* **To do**
Below are the records; copy each line in which "Some" can be found.

*-*-*

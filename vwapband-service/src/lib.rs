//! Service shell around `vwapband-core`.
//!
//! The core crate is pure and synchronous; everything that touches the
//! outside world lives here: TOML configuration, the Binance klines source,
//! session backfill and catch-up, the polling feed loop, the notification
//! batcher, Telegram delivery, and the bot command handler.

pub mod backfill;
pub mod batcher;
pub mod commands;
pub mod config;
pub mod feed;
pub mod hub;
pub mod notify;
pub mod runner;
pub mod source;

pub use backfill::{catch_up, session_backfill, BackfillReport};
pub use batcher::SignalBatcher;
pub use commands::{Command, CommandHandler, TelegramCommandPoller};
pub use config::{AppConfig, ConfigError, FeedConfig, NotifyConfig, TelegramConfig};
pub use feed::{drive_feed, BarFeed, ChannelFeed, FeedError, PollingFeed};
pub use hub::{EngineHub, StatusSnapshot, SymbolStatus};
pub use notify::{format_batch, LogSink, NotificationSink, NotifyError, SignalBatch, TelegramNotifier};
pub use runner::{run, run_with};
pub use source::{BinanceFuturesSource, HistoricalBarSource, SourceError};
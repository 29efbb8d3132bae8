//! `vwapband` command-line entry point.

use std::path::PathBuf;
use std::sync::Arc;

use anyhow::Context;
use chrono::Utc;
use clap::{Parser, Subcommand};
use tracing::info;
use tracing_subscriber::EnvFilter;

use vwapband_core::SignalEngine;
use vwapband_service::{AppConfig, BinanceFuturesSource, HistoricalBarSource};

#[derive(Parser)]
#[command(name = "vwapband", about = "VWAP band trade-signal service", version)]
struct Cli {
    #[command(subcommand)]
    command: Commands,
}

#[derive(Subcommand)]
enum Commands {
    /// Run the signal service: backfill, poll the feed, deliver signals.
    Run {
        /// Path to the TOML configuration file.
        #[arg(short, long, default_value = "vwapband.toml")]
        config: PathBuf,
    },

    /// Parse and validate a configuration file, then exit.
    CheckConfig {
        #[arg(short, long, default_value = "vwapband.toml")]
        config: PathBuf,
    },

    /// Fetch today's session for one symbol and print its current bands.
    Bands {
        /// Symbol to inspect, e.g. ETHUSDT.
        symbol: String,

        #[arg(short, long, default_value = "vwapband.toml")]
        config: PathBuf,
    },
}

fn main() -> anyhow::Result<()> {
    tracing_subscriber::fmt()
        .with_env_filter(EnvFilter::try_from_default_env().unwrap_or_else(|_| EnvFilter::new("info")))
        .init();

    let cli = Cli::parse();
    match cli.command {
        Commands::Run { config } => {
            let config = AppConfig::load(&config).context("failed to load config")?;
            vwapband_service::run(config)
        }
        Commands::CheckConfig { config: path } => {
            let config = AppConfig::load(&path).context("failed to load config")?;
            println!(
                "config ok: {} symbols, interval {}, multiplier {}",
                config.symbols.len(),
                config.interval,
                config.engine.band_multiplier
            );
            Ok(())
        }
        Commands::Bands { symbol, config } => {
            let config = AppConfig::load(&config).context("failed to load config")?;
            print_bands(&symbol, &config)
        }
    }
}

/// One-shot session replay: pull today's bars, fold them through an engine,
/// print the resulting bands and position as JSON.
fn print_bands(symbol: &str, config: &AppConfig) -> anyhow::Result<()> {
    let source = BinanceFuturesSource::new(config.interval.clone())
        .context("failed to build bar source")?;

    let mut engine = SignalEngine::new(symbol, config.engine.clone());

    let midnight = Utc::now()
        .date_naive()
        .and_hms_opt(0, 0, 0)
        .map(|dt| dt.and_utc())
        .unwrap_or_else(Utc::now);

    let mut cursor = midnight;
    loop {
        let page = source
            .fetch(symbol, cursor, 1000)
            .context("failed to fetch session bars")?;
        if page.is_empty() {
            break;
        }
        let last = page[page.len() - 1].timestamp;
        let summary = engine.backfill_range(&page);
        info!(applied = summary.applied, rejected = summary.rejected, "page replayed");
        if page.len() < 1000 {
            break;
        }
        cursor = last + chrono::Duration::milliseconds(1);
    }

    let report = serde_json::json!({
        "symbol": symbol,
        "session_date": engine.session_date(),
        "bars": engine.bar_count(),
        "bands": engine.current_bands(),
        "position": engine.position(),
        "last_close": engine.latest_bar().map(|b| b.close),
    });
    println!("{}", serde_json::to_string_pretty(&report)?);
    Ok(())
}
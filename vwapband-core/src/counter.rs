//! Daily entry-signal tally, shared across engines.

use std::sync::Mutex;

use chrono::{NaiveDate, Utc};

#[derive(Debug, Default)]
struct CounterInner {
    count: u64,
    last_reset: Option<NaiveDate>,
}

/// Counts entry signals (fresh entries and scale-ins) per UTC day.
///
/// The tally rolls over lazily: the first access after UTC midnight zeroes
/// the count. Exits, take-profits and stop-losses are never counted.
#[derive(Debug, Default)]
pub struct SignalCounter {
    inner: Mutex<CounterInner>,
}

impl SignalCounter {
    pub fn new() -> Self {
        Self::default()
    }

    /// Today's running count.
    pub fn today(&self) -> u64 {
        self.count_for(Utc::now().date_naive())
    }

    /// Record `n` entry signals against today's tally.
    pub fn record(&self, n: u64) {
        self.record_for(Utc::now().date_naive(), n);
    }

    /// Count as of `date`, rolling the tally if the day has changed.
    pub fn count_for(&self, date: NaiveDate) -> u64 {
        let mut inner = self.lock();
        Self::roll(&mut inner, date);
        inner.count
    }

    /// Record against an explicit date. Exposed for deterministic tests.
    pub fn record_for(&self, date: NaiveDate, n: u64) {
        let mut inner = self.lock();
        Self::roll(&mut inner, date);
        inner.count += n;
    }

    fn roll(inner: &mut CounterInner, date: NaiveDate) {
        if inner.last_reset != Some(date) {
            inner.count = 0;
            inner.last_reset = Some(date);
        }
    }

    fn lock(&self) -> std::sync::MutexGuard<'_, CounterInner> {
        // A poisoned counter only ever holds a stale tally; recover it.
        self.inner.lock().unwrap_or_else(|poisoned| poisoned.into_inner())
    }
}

*-*-*

* **Result for this exercise**
        if inner.last_reset != Some(date) {
            inner.last_reset = Some(date);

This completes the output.